Material supplied.
════════════════

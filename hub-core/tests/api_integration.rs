//! Integration tests that call the real generative APIs.
//!
//! These tests require ANTHROPIC_API_KEY (and IMAGE_API_KEY for
//! manifestation) to be set, via .env file or environment.
//! Run with: `cargo test -p hub-core --test api_integration -- --ignored`

use hub_core::{GenAiService, Hub, HubConfig, Lab, MemoryStore, SynthesisFormat};
use std::sync::Arc;

/// Load environment variables from .env file
fn setup() {
    let _ = dotenvy::dotenv();
}

fn has_key(var: &str) -> bool {
    std::env::var(var).is_ok()
}

fn live_lab() -> Lab<MemoryStore> {
    let service = GenAiService::from_env().expect("Failed to create service");
    Lab::new(
        Hub::open(MemoryStore::new(), HubConfig::default()),
        Arc::new(service),
    )
}

#[tokio::test]
#[ignore] // Run with: cargo test -p hub-core --test api_integration -- --ignored
async fn test_live_audit() {
    setup();
    if !has_key("ANTHROPIC_API_KEY") || !has_key("IMAGE_API_KEY") {
        eprintln!("Skipping test: API keys not set");
        return;
    }

    let lab = live_lab();
    let report = lab
        .audit("A smart lock that pairs over Bluetooth Low Energy")
        .await
        .expect("audit should succeed");

    assert!(report.encryption_strength <= 100);
    assert!(report.integrity_score <= 100);
    assert_eq!(lab.hub().await.essence(), 1075);
}

#[tokio::test]
#[ignore]
async fn test_live_synthesis() {
    setup();
    if !has_key("ANTHROPIC_API_KEY") || !has_key("IMAGE_API_KEY") {
        eprintln!("Skipping test: API keys not set");
        return;
    }

    let lab = live_lab();
    let id = lab
        .synthesize("Satellite uplink spoofing", &SynthesisFormat::CommunityPost)
        .await
        .expect("synthesis should succeed");

    let hub = lab.hub().await;
    let inv = hub.invention(&id).expect("invention should exist");
    assert!(!inv.name.is_empty());
    assert!(!inv.category.is_empty());
}

#[tokio::test]
#[ignore]
async fn test_live_manifestation() {
    setup();
    if !has_key("ANTHROPIC_API_KEY") || !has_key("IMAGE_API_KEY") {
        eprintln!("Skipping test: API keys not set");
        return;
    }

    let lab = live_lab();
    let id = lab
        .manifest("A glowing circuit board shaped like a moth")
        .await
        .expect("manifestation should succeed");

    let hub = lab.hub().await;
    let url = hub.invention(&id).and_then(|inv| inv.image_url.clone());
    let url = url.expect("manifestation should carry an image");
    assert!(url.starts_with("http") || url.starts_with("data:image/"));
}
//! Inventions: the catalog records the hub stores.

use rand::Rng;
use serde::{Deserialize, Serialize};
use std::fmt;
use std::ops::Range;

/// Opaque identity of an invention.
///
/// Generated locally as a short base-36 token; unique within a hub's
/// collection at the time it is issued.
#[derive(Debug, Clone, PartialEq, Eq, Hash, PartialOrd, Ord, Serialize, Deserialize)]
#[serde(transparent)]
pub struct InventionId(String);

impl InventionId {
    const LEN: usize = 9;
    const ALPHABET: &'static [u8] = b"0123456789abcdefghijklmnopqrstuvwxyz";

    /// Draw a fresh random token.
    pub fn generate(rng: &mut impl Rng) -> Self {
        let token = (0..Self::LEN)
            .map(|_| Self::ALPHABET[rng.gen_range(0..Self::ALPHABET.len())] as char)
            .collect();
        Self(token)
    }

    pub fn as_str(&self) -> &str {
        &self.0
    }
}

impl From<&str> for InventionId {
    fn from(s: &str) -> Self {
        Self(s.to_string())
    }
}

impl From<String> for InventionId {
    fn from(s: String) -> Self {
        Self(s)
    }
}

impl fmt::Display for InventionId {
    fn fmt(&self, f: &mut fmt::Formatter<'_>) -> fmt::Result {
        f.write_str(&self.0)
    }
}

/// Lifecycle status of an invention.
#[derive(Debug, Clone, Copy, PartialEq, Eq, Hash, Serialize, Deserialize)]
pub enum Status {
    Experimental,
    Prototype,
    Stable,
    Classified,
}

/// Upper bound of every score axis.
pub const MAX_SCORE: u8 = 100;

/// Clamp a raw value onto a score axis.
pub fn clamp_score(value: i64) -> u8 {
    value.clamp(0, MAX_SCORE as i64) as u8
}

/// A catalog record.
#[derive(Debug, Clone, PartialEq, Serialize, Deserialize)]
#[serde(rename_all = "camelCase")]
pub struct Invention {
    pub id: InventionId,
    pub name: String,
    pub description: String,
    pub category: String,
    pub status: Status,
    pub quantum_stability: u8,
    pub energy_output: u8,
    pub cyber_sync: u8,
    pub tags: Vec<String>,
    /// Researcher field notes.
    #[serde(default)]
    pub notes: String,
    /// Engagement counter; only ever incremented.
    #[serde(default)]
    pub resonance: u64,
    /// Hosted URL or `data:` URI of an attached visual.
    #[serde(default, skip_serializing_if = "Option::is_none")]
    pub image_url: Option<String>,
}

/// Content fields supplied when creating an invention.
///
/// Identity, status and scores are assigned by the hub.
#[derive(Debug, Clone, Default, PartialEq)]
pub struct Draft {
    pub name: String,
    pub description: String,
    pub category: String,
    pub tags: Vec<String>,
    pub image_url: Option<String>,
}

impl Draft {
    pub fn new(name: impl Into<String>) -> Self {
        Self {
            name: name.into(),
            ..Self::default()
        }
    }

    pub fn with_description(mut self, description: impl Into<String>) -> Self {
        self.description = description.into();
        self
    }

    pub fn with_category(mut self, category: impl Into<String>) -> Self {
        self.category = category.into();
        self
    }

    pub fn with_tags<I, T>(mut self, tags: I) -> Self
    where
        I: IntoIterator<Item = T>,
        T: Into<String>,
    {
        self.tags = tags.into_iter().map(Into::into).collect();
        self
    }

    pub fn with_image_url(mut self, url: impl Into<String>) -> Self {
        self.image_url = Some(url.into());
        self
    }
}

/// How an invention came to exist; selects its score profile.
#[derive(Debug, Clone, Copy, PartialEq, Eq)]
pub enum Origin {
    Synthesis,
    Manifestation,
}

/// One score axis: either a fixed value or a half-open random range.
#[derive(Debug, Clone, PartialEq, Eq)]
pub enum ScoreRule {
    Fixed(u8),
    Range(Range<u8>),
}

impl ScoreRule {
    pub fn sample(&self, rng: &mut impl Rng) -> u8 {
        match self {
            ScoreRule::Fixed(value) => (*value).min(MAX_SCORE),
            ScoreRule::Range(range) if range.is_empty() => range.start.min(MAX_SCORE),
            ScoreRule::Range(range) => rng.gen_range(range.clone()).min(MAX_SCORE),
        }
    }
}

/// Score policy for newly created inventions.
#[derive(Debug, Clone, PartialEq, Eq)]
pub struct ScoreProfile {
    pub quantum_stability: ScoreRule,
    pub energy_output: ScoreRule,
    pub cyber_sync: ScoreRule,
}

impl ScoreProfile {
    /// Inventions synthesized from text reports.
    pub fn synthesis() -> Self {
        Self {
            quantum_stability: ScoreRule::Range(60..90),
            energy_output: ScoreRule::Range(50..90),
            cyber_sync: ScoreRule::Range(70..90),
        }
    }

    /// Inventions manifested from generated images.
    pub fn manifestation() -> Self {
        Self {
            quantum_stability: ScoreRule::Fixed(85),
            energy_output: ScoreRule::Fixed(70),
            cyber_sync: ScoreRule::Fixed(90),
        }
    }

    /// Draw `(stability, output, sync)`.
    pub fn sample(&self, rng: &mut impl Rng) -> (u8, u8, u8) {
        (
            self.quantum_stability.sample(rng),
            self.energy_output.sample(rng),
            self.cyber_sync.sample(rng),
        )
    }
}

#[cfg(test)]
mod tests {
    use super::*;
    use rand::rngs::StdRng;
    use rand::SeedableRng;

    #[test]
    fn test_generated_id_shape() {
        let mut rng = StdRng::seed_from_u64(7);
        let id = InventionId::generate(&mut rng);
        assert_eq!(id.as_str().len(), 9);
        assert!(id
            .as_str()
            .chars()
            .all(|c| c.is_ascii_digit() || c.is_ascii_lowercase()));
    }

    #[test]
    fn test_synthesis_profile_ranges() {
        let mut rng = StdRng::seed_from_u64(42);
        let profile = ScoreProfile::synthesis();
        for _ in 0..500 {
            let (stability, output, sync) = profile.sample(&mut rng);
            assert!((60..90).contains(&stability));
            assert!((50..90).contains(&output));
            assert!((70..90).contains(&sync));
        }
    }

    #[test]
    fn test_manifestation_profile_is_fixed() {
        let mut rng = StdRng::seed_from_u64(1);
        assert_eq!(ScoreProfile::manifestation().sample(&mut rng), (85, 70, 90));
    }

    #[test]
    fn test_clamp_score() {
        assert_eq!(clamp_score(-5), 0);
        assert_eq!(clamp_score(55), 55);
        assert_eq!(clamp_score(250), 100);
    }

    #[test]
    fn test_out_of_range_rules_are_clamped() {
        let mut rng = StdRng::seed_from_u64(3);
        assert_eq!(ScoreRule::Fixed(180).sample(&mut rng), 100);
        assert_eq!(ScoreRule::Range(120..120).sample(&mut rng), 100);
    }

    #[test]
    fn test_invention_wire_names() {
        let invention = Invention {
            id: "abc".into(),
            name: "Widget".into(),
            description: String::new(),
            category: "Gadget".into(),
            status: Status::Stable,
            quantum_stability: 1,
            energy_output: 2,
            cyber_sync: 3,
            tags: vec![],
            notes: String::new(),
            resonance: 0,
            image_url: None,
        };
        let value = serde_json::to_value(&invention).unwrap();
        assert_eq!(value["quantumStability"], 1);
        assert_eq!(value["energyOutput"], 2);
        assert_eq!(value["cyberSync"], 3);
        assert_eq!(value["status"], "Stable");
        assert!(value.get("imageUrl").is_none());
    }
}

════════════════

What the task asks.
Find the line with "file or environment." in the material above. Reproduce it and each line after it up to and including the line with "fn live_lab() ->".

Exercise output.
//! manifestation) to be set, via .env file or environment.
//! Run with: `cargo test -p hub-core --test api_integration -- --ignored`

use hub_core::{GenAiService, Hub, HubConfig, Lab, MemoryStore, SynthesisFormat};
use std::sync::Arc;

/// Load environment variables from .env file
fn setup() {
    let _ = dotenvy::dotenv();
}

fn has_key(var: &str) -> bool {
    std::env::var(var).is_ok()
}

fn live_lab() -> Lab<MemoryStore> {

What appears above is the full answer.